EXERCISE OBJECTIVE
Scan the records for the word "StockCache". Copy each line that includes it.

(Collection entries)
--------

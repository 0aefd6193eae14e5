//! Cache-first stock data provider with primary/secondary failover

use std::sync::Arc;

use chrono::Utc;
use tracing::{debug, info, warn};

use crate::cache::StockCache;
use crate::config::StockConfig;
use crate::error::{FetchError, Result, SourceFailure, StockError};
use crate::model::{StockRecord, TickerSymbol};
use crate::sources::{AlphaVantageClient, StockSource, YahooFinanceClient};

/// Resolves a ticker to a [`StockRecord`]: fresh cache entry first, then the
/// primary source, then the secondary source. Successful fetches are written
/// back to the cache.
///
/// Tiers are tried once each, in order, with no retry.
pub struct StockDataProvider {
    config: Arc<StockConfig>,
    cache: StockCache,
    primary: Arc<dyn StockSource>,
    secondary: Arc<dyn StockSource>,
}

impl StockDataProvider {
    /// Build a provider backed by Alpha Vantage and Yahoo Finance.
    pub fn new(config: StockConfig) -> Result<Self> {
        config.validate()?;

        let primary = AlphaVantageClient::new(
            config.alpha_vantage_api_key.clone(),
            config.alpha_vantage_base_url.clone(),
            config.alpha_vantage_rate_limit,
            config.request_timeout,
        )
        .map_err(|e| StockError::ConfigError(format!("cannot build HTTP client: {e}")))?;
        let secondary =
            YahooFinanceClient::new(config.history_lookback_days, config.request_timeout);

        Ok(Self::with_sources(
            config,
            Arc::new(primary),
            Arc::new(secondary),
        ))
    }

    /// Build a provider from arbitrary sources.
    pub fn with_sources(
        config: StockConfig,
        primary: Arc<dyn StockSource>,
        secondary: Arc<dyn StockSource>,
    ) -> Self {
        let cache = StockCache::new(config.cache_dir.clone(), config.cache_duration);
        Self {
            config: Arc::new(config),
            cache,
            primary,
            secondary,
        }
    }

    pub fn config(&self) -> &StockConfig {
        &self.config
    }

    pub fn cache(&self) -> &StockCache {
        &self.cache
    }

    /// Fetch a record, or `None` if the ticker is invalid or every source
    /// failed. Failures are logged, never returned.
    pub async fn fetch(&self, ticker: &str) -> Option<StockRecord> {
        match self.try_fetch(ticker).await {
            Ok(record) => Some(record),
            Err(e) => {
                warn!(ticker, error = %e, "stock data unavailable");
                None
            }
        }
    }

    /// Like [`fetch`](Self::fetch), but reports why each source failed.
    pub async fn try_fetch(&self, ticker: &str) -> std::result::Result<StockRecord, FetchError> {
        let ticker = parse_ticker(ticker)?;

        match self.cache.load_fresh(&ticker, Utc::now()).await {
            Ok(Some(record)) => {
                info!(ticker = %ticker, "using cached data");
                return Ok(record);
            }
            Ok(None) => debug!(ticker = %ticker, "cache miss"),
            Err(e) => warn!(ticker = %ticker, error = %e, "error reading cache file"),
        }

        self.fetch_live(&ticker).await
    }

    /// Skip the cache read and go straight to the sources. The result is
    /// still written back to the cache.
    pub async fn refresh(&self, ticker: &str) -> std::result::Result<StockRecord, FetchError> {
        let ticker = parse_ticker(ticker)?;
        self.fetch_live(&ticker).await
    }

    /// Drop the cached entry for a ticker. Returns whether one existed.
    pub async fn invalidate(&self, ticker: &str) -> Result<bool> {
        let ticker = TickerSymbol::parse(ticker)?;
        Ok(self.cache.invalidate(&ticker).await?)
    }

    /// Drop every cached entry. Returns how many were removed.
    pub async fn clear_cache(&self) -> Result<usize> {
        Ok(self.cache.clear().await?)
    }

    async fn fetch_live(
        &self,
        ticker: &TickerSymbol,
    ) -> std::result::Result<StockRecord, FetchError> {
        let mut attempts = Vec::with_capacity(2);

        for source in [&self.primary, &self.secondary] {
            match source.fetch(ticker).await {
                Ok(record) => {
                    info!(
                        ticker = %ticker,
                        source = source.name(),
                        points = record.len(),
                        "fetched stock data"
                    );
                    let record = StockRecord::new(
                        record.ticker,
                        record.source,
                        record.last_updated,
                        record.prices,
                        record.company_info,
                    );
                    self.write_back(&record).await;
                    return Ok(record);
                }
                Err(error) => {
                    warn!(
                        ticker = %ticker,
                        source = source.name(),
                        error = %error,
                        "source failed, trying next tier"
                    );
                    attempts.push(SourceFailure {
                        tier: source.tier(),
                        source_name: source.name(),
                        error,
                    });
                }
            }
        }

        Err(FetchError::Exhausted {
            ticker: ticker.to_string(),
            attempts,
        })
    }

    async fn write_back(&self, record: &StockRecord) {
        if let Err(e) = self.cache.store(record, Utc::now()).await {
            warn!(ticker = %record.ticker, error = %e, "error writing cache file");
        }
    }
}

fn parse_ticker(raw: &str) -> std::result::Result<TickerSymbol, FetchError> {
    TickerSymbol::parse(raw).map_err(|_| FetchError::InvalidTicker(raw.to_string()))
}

--------

TASK ANSWER
use crate::cache::StockCache;
    cache: StockCache,
        let cache = StockCache::new(config.cache_dir.clone(), config.cache_duration);
    pub fn cache(&self) -> &StockCache {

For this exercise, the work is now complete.